■ Task goal ■
Report all lines of the records that contain "later".

■ Material to process ■
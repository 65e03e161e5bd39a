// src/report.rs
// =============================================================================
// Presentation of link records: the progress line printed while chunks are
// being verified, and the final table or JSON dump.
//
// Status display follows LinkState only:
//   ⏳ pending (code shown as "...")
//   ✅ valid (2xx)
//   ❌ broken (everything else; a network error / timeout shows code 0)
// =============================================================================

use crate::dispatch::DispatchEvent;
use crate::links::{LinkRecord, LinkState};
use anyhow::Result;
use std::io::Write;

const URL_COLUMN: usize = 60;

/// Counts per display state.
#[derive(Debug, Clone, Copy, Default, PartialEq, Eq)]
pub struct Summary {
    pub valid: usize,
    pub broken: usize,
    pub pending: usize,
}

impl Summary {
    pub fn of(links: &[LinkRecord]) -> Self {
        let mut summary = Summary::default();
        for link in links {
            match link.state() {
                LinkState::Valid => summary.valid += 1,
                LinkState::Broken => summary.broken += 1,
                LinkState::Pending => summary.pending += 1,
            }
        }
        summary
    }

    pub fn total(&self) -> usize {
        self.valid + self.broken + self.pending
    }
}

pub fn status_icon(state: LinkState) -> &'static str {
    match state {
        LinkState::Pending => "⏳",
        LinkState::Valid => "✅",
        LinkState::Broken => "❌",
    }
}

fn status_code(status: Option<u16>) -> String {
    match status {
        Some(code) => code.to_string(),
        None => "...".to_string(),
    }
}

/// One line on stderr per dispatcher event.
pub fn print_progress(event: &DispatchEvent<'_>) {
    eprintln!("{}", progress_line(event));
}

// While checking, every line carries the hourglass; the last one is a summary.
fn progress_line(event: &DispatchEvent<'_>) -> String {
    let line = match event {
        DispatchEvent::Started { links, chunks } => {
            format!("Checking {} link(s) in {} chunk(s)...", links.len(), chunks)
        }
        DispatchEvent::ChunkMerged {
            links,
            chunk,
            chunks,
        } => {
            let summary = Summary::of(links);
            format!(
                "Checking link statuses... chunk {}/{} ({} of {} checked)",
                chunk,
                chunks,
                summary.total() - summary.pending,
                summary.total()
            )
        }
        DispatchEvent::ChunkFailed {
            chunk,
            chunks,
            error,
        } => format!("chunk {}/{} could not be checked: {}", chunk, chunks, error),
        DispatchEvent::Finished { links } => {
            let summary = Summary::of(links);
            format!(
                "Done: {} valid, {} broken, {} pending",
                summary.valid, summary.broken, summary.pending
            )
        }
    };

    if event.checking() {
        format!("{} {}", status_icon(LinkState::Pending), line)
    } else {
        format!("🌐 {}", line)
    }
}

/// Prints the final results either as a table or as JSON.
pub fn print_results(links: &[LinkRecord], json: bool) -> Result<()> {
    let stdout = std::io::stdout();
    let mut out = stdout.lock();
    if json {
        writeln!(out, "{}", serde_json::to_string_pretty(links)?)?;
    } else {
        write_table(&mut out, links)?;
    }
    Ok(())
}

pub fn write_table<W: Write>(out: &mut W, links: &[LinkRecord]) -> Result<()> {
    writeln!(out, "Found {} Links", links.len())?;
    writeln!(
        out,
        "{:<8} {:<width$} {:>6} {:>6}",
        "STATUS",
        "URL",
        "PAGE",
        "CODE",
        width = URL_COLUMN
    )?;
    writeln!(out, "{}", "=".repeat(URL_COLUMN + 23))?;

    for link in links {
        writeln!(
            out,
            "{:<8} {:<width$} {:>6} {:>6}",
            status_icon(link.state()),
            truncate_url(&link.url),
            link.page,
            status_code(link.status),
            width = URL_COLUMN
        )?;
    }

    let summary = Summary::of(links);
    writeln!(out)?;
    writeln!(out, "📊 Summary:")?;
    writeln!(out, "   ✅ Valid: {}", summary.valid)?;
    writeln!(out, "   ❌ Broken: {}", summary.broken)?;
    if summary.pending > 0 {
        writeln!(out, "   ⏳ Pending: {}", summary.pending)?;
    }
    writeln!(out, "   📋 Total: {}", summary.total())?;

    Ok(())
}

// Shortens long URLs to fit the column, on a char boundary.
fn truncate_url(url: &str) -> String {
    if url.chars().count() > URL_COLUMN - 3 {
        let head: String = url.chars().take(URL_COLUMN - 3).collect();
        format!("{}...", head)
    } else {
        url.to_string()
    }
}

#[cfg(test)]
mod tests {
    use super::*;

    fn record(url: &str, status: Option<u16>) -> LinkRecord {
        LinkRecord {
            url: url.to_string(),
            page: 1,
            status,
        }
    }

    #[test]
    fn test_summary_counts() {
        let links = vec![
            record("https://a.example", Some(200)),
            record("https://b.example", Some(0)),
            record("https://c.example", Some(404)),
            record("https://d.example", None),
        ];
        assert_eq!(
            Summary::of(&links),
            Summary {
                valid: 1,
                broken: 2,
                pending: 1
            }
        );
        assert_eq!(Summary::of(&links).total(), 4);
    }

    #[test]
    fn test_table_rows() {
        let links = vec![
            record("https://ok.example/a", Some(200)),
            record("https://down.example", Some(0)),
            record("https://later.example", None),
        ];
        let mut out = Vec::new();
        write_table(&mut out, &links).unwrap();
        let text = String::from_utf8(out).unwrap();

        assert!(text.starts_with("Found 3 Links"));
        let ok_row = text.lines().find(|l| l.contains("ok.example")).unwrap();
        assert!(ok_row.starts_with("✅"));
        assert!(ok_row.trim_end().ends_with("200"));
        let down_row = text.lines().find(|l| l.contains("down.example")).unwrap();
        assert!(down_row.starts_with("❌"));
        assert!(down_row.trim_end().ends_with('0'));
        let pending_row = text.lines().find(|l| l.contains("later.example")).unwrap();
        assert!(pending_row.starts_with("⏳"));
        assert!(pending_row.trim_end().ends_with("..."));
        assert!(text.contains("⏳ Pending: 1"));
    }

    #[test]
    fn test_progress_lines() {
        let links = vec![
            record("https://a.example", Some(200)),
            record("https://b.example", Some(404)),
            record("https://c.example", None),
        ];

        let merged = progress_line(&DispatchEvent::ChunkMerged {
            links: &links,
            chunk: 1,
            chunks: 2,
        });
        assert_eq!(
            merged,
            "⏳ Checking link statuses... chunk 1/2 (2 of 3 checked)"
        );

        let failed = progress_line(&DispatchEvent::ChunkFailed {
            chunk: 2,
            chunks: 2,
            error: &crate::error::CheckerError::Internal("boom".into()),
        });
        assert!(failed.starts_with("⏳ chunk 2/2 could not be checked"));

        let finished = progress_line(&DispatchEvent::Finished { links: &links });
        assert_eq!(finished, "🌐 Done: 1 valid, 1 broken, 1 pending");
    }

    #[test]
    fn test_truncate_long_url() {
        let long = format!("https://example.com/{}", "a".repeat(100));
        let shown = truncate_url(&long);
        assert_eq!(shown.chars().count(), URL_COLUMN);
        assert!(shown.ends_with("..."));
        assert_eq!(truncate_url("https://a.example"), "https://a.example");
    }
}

■ Answer to this problem ■
            record("https://later.example", None),
        let pending_row = text.lines().find(|l| l.contains("later.example")).unwrap();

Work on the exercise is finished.